Look through the listing below for the string "bool". Show each line where it occurs.

→ INFORMATION SUPPLIED:
....

// src/lib.rs
#[macro_use]
pub mod macros;
#[macro_use]
pub mod log;

#[cfg(feature = "cli")]
pub mod cli;
pub mod config;
pub mod csv;
pub mod engine;
pub mod error;
pub mod gui;
pub mod report;
pub mod store;

pub use error::{Error, MalformedRecord, Result};
// src/gui/components/tabs.rs
//
// Renders the top tabs and performs the tab switch itself. Tabs only change
// which view of the current report is drawn; nothing is recomputed.

use eframe::egui;

use crate::config::state::Tab;
use crate::gui::app::App;

pub fn draw(ui: &mut egui::Ui, app: &mut App) {
    ui.horizontal_wrapped(|ui| {
        ui.spacing_mut().item_spacing.x = 8.0;

        let cur = app.state.tab;
        for tab in Tab::ALL {
            let selected = tab == cur;
            if ui.selectable_label(selected, tab.title()).clicked() && !selected {
                logf!("UI: Tab switch {:?} → {:?}", cur, tab);
                app.state.tab = tab;
            }
        }
    });
}
// src/store.rs
//
// The append-only observation log on disk.
//
// - Loading tolerates a missing or empty file (empty set, not an error) and
//   an optional `title,votes,timestamp` header line.
// - Appending is the collector's half of the contract: header only when the
//   file is new/empty, rows only ever added at the end, and only rows whose
//   timestamp the normalizer will accept.

use std::fs::{self, OpenOptions};
use std::io::{BufWriter, ErrorKind, Read, Seek, SeekFrom, Write};
use std::path::Path;

use crate::config::consts::{LOG_HEADER, LOG_SEP};
use crate::csv::{parse_records, write_row};
use crate::engine::normalize::{normalize, normalize_row, Normalized};
use crate::engine::types::RawRecord;
use crate::error::{MalformedRecord, Result};

/// Read every row of the log as text. Missing file → no rows.
pub fn load_raw(path: &Path) -> Result<Vec<RawRecord>> {
    let text = match fs::read_to_string(path) {
        Ok(t) => t,
        Err(e) if e.kind() == ErrorKind::NotFound => {
            logd!("Store: {} not found, treating as empty", path.display());
            return Ok(Vec::new());
        }
        Err(e) => return Err(e.into()),
    };
    let text = text.strip_prefix('\u{feff}').unwrap_or(&text);

    let mut records = parse_records(text, LOG_SEP);
    if records.first().is_some_and(|(_, row)| is_header(row)) {
        records.remove(0);
    }

    Ok(records
        .into_iter()
        .map(|(line, mut row)| {
            row.resize(3, s!());
            let mut cells = row.into_iter();
            RawRecord {
                line,
                title: cells.next().unwrap_or_default(),
                votes: cells.next().unwrap_or_default(),
                timestamp: cells.next().unwrap_or_default(),
            }
        })
        .collect())
}

/// Load and normalize in one go; the caller keeps the result for a whole
/// refresh cycle.
pub fn load_observations(path: &Path) -> Result<Normalized> {
    let raw = load_raw(path)?;
    let normalized = normalize(&raw);
    logf!(
        "Store: loaded {} observation(s) from {} ({} skipped)",
        normalized.observations.len(),
        path.display(),
        normalized.skipped()
    );
    Ok(normalized)
}

fn is_header(row: &[String]) -> bool {
    row.len() >= LOG_HEADER.len()
        && row.iter().zip(LOG_HEADER).all(|(cell, h)| cell.trim().eq_ignore_ascii_case(h))
}

/// Outcome of an append: how many rows were written and which were refused.
#[derive(Clone, Debug, Default, PartialEq, Eq)]
pub struct AppendReport {
    pub written: usize,
    pub rejected: Vec<MalformedRecord>,
}

/// Append well-formed records to the log. Rows with a bad timestamp are
/// returned in `rejected` and never reach the file.
pub fn append_records(path: &Path, records: &[RawRecord]) -> Result<AppendReport> {
    let mut report = AppendReport::default();
    let mut good: Vec<&RawRecord> = Vec::with_capacity(records.len());
    for r in records {
        match normalize_row(r) {
            Ok(_) => good.push(r),
            Err(bad) => {
                logw!("Store: refusing to append {}", bad);
                report.rejected.push(bad);
            }
        }
    }
    if good.is_empty() {
        return Ok(report);
    }

    if let Some(parent) = path.parent() {
        if !parent.as_os_str().is_empty() {
            fs::create_dir_all(parent)?;
        }
    }

    let mut file = OpenOptions::new().create(true).read(true).append(true).open(path)?;
    let fresh = file.metadata()?.len() == 0;
    let needs_newline = !fresh && !ends_with_newline(&mut file)?;
    let mut out = BufWriter::new(file);

    if fresh {
        let header: Vec<String> = LOG_HEADER.iter().map(|h| s!(*h)).collect();
        write_row(&mut out, &header, LOG_SEP)?;
    } else if needs_newline {
        // hand-edited file without a final newline
        writeln!(out)?;
    }
    for r in &good {
        write_row(&mut out, &r.to_row(), LOG_SEP)?;
    }
    out.flush()?;

    report.written = good.len();
    logf!("Store: appended {} row(s) to {}", report.written, path.display());
    Ok(report)
}

fn ends_with_newline(file: &mut fs::File) -> Result<bool> {
    file.seek(SeekFrom::End(-1))?;
    let mut last = [0u8; 1];
    file.read_exact(&mut last)?;
    Ok(last[0] == b'\n')
}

....

→ SOLUTION TO THIS PROBLEM:
fn is_header(row: &[String]) -> bool {
fn ends_with_newline(file: &mut fs::File) -> Result<bool> {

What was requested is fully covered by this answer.